Однако блаженство наше не в этом мире. А тут бывают такие обстоятельства, что следует забыть себя, своё блаженство с Богом, идти смело на зов апостола: «Пойдём за Ним, умрём с Ним».
Священники отец Иван Зайцев, отец Аркадий
Когда арестовали отца Димитрия Дудко, священников в Гребневе все равно продолжали менять довольно часто. Настоятелем шесть лет был отец Иван Зайцев, который
Народ был молодой, весёлый, многие только шли ещё к церковной жизни. Особенно сплотились все Христовой любовью, когда вторым священником стал (ныне здравствующий) многоуважаемый отец Аркадий Ш. Но до него около года был отец Георгий, потом молодой, но строгий отец Михаил. Оба эти священника уже говорили прекрасные проповеди, особенно горячими были слова отца Михаила. Это подняло дух прихожан, снова в храме стала появляться молодёжь. Вечером, когда отец Михаил выходил из церкви, у храма стояла целая очередь желающих задать ему вопрос. В храме на индивидуальную исповедь народ стоял преимущественно к отцу Михаилу. Эти два положения беспокоили ревнивую душу отца Ивана. Ведь он служил в Гребневе давно, он сделал ремонт, а народ предпочитает обращаться не к нему, а к новому, молодому по возрасту отцу Михаилу. Так или иначе, но и отца Михаила у нас забрали! Опять был нанесён удар по душам прихожан... Но тут прислали отца Аркадия.

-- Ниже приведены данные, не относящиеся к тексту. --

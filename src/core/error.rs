//! Typed error handling for the catalog
//!
//! The query engine itself never fails. Every error originates in a
//! collaborator: a catalog source that could not be reached, an id that does not
//! exist, a persistence backend, or configuration.
//!
//! # Example
//!
//! ```rust,ignore
//! match source.get(&id).await {
//!     Ok(Some(product)) => render(product),
//!     Ok(None) => render_not_found(),
//!     Err(e) if e.is_retryable() => render_try_again(e),
//!     Err(e) => return Err(e),
//! }
//! ```

use axum::Json;
use axum::http::StatusCode;
use axum::response::{IntoResponse, Response};
use serde::Serialize;

/// Convenience alias used by collaborator traits
pub type CatalogResult<T> = Result<T, CatalogError>;

/// The main error type for the catalog
#[derive(Debug, thiserror::Error)]
pub enum CatalogError {
    /// The catalog source could not be reached or returned an error
    #[error("Failed to fetch {source_name}: {message}")]
    FetchFailed {
        source_name: String,
        message: String,
    },

    /// A single entity lookup found nothing
    #[error("{entity_type} with id '{id}' not found")]
    NotFound { entity_type: String, id: String },

    /// A persistence backend failed
    #[error("Storage error: {message}")]
    Storage { message: String },

    /// Configuration could not be loaded or is invalid
    #[error("Configuration error: {message}")]
    Config { message: String },

    /// Stored or fetched JSON could not be (de)serialized
    #[error("Serialization error: {0}")]
    Serialization(#[from] serde_json::Error),

    /// A request parameter was rejected
    #[error("Invalid value for '{field}': {message}")]
    InvalidInput { field: String, message: String },
}

/// Error response structure for HTTP responses
#[derive(Debug, Serialize)]
pub struct ErrorResponse {
    /// Error code for programmatic handling
    pub code: String,
    /// Human-readable error message
    pub message: String,
    /// Whether the client may offer a "try again" action
    pub retryable: bool,
}

impl CatalogError {
    pub fn fetch_failed(source_name: impl Into<String>, message: impl ToString) -> Self {
        CatalogError::FetchFailed {
            source_name: source_name.into(),
            message: message.to_string(),
        }
    }

    pub fn not_found(entity_type: impl Into<String>, id: impl ToString) -> Self {
        CatalogError::NotFound {
            entity_type: entity_type.into(),
            id: id.to_string(),
        }
    }

    pub fn storage(message: impl ToString) -> Self {
        CatalogError::Storage {
            message: message.to_string(),
        }
    }

    pub fn config(message: impl ToString) -> Self {
        CatalogError::Config {
            message: message.to_string(),
        }
    }

    pub fn invalid_input(field: impl Into<String>, message: impl ToString) -> Self {
        CatalogError::InvalidInput {
            field: field.into(),
            message: message.to_string(),
        }
    }

    /// Only fetch failures warrant a manual retry
    pub fn is_retryable(&self) -> bool {
        matches!(self, CatalogError::FetchFailed { .. })
    }

    /// Get the HTTP status code for this error
    pub fn status_code(&self) -> StatusCode {
        match self {
            CatalogError::FetchFailed { .. } => StatusCode::BAD_GATEWAY,
            CatalogError::NotFound { .. } => StatusCode::NOT_FOUND,
            CatalogError::InvalidInput { .. } => StatusCode::BAD_REQUEST,
            CatalogError::Storage { .. }
            | CatalogError::Config { .. }
            | CatalogError::Serialization(_) => StatusCode::INTERNAL_SERVER_ERROR,
        }
    }

    /// Get the error code for this error
    pub fn error_code(&self) -> &'static str {
        match self {
            CatalogError::FetchFailed { .. } => "FETCH_FAILED",
            CatalogError::NotFound { .. } => "NOT_FOUND",
            CatalogError::Storage { .. } => "STORAGE_ERROR",
            CatalogError::Config { .. } => "CONFIG_ERROR",
            CatalogError::Serialization(_) => "SERIALIZATION_ERROR",
            CatalogError::InvalidInput { .. } => "INVALID_INPUT",
        }
    }

    /// Convert to an error response
    pub fn to_response(&self) -> ErrorResponse {
        ErrorResponse {
            code: self.error_code().to_string(),
            message: self.to_string(),
            retryable: self.is_retryable(),
        }
    }
}

impl IntoResponse for CatalogError {
    fn into_response(self) -> Response {
        let status = self.status_code();
        let body = Json(self.to_response());
        (status, body).into_response()
    }
}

С первого взгляда нам показалось, что ревность отца Ивана теперь остынет. Небольшого роста, невзрачный с первого взгляда, отец Аркадий вызывал чувство жалости. Однако впечатление наше изменилось, когда мы услышали истовое служение сильного голоса отца Аркадия, проникновенные слова его проповеди. А взгляд его глубоких глаз окончательно покорил сердца прихожан. В общем, отца Аркадия мы все полюбили очень быстро и перестали скорбеть об отце Михаиле. И все новый и новый народ стал наполнять наш храм, появилось много молодёжи, которая повсюду следовала за отцом Аркадием, пользовалась каждой минутой, чтобы встретиться с ним, поступала в жизни по его совету. Многие тогда тут крестились, часто исповедовались индивидуально, часто причащались. Мы этот вновь обращённый народ из Фрязина так и стали звать — «аркадиевским».

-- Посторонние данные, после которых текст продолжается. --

//! Storefront entities: products and artisans

pub mod artisan;
#[cfg(feature = "fixtures")]
pub mod fixtures;
pub mod product;

pub use artisan::{Artisan, ArtisanProfileRow, ArtisanRow};
pub use product::{ArtisanRef, NewProduct, Product};

/// Default storefront currency
pub const DEFAULT_CURRENCY: &str = "MGA";

/// Format an amount for display: `MGA 85 000`.
///
/// The amount is floored, thousands are grouped with spaces, and a negative
/// sign follows the currency code.
pub fn format_price(amount: f64, currency: &str) -> String {
    let sign = if amount < 0.0 { "-" } else { "" };
    let digits = (amount.abs().floor() as u64).to_string();

    let mut grouped = String::with_capacity(digits.len() + digits.len() / 3);
    for (i, ch) in digits.chars().enumerate() {
        if i > 0 && (digits.len() - i) % 3 == 0 {
            grouped.push(' ');
        }
        grouped.push(ch);
    }

    format!("{} {}{}", currency, sign, grouped)
}
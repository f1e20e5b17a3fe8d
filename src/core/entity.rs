//! Entity traits defining how the query engine reads catalog items

use crate::core::field::{FieldValue, ItemId};
use crate::core::query::SortKey;

/// Base trait for every listed entity.
///
/// All entities have:
/// - id: Unique identifier (integer for fixtures, string for remote rows)
/// - name: Display name, always a text-search target
pub trait Entity: Clone + Send + Sync + 'static {
    /// The plural resource name used in URLs (e.g., "products", "artisans")
    fn resource_name() -> &'static str;

    /// The singular resource name (e.g., "product", "artisan")
    fn resource_name_singular() -> &'static str;

    /// Get the unique identifier for this entity instance
    fn id(&self) -> ItemId;

    /// Get the display name
    fn name(&self) -> &str;
}

/// Field accessors the generic engine uses to filter and sort an entity type.
///
/// Each listing page used to carry its own copy of the filter and sort logic.
/// Implementing this trait is the only per-entity work: the engine itself is
/// shared.
pub trait CatalogItem: Entity {
    /// Additional text targets matched by the search box besides `name`
    fn search_fields(&self) -> Vec<&str> {
        Vec::new()
    }

    /// Whether the item belongs to the category with the given label
    fn matches_category(&self, label: &str) -> bool;

    /// Location used by the location filter, if the entity has one
    fn location(&self) -> Option<&str> {
        None
    }

    /// Multi-valued tags (materials, crafts)
    fn tags(&self) -> &[String];

    /// Value checked against the numeric range filter (price or rating)
    fn range_value(&self) -> f64;

    /// Stock / availability signal
    fn in_stock(&self) -> bool {
        true
    }

    /// Whether the item accepts custom orders
    fn accepts_custom_orders(&self) -> bool {
        false
    }

    /// Get the value of a specific field by name
    fn field_value(&self, field: &str) -> Option<FieldValue>;

    /// Sort keys this entity understands; other keys fall back to `Featured`
    fn sort_keys() -> &'static [SortKey];
}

Летом появилась и семья отца Аркадия, состоявшая из милой, культурной, любвеобильной матушки и четырёх очаровательных девочек. Мои снохи и внучки быстро сблизились с этой компанией. Снова в церковной ограде закипела молодая жизнь, как в былые времена: там висели качели, тут прыгал мяч, среди высокой травы пестрели платьица детей, собиравших полевые цветы.
Кажется, следовало бы радоваться звукам молодой жизни... Но было не так. Если отец Иван косо смотрел на отца Михаила за то, что около того не было постоянно жены, то теперь стаи наших детей тоже не были ему по нутру. Когда отец Иван вечером шёл к себе в сторожку, ему никто не преграждал путь. А отца Аркадия всегда окружала толпа, не дававшая в течение часа дойти до дому.
Не хватило терпения у бедного больного старика. Сердце у него было слабое, операция следовала за операцией. Никто им не пренебрегал, все его слушали с уважением. Но проповеди отца Ивана были подобны ответу школьника, который не смеет от страха поднять глаза и монотонно, без чувства, говорит заученную речь. А отец Аркадий то обрушится на своих прихожан, как любящий отец возмущается поведением своих детей, то не спеша, внушительно приведёт пример из жизни святого. В общем, отец Аркадий говорил от горячего сердца, воспитывая и вразумляя своих духовных детей. Чувствовалось, что отец о них переживает, скорбит, желает им исправиться. Его проповедь иногда напоминала беседу отца с непокорным ребёнком. Вот эта любовь отцовская и подняла наш приход, притянула к храму многих атеистов, заставила биться теплом холодные сердца.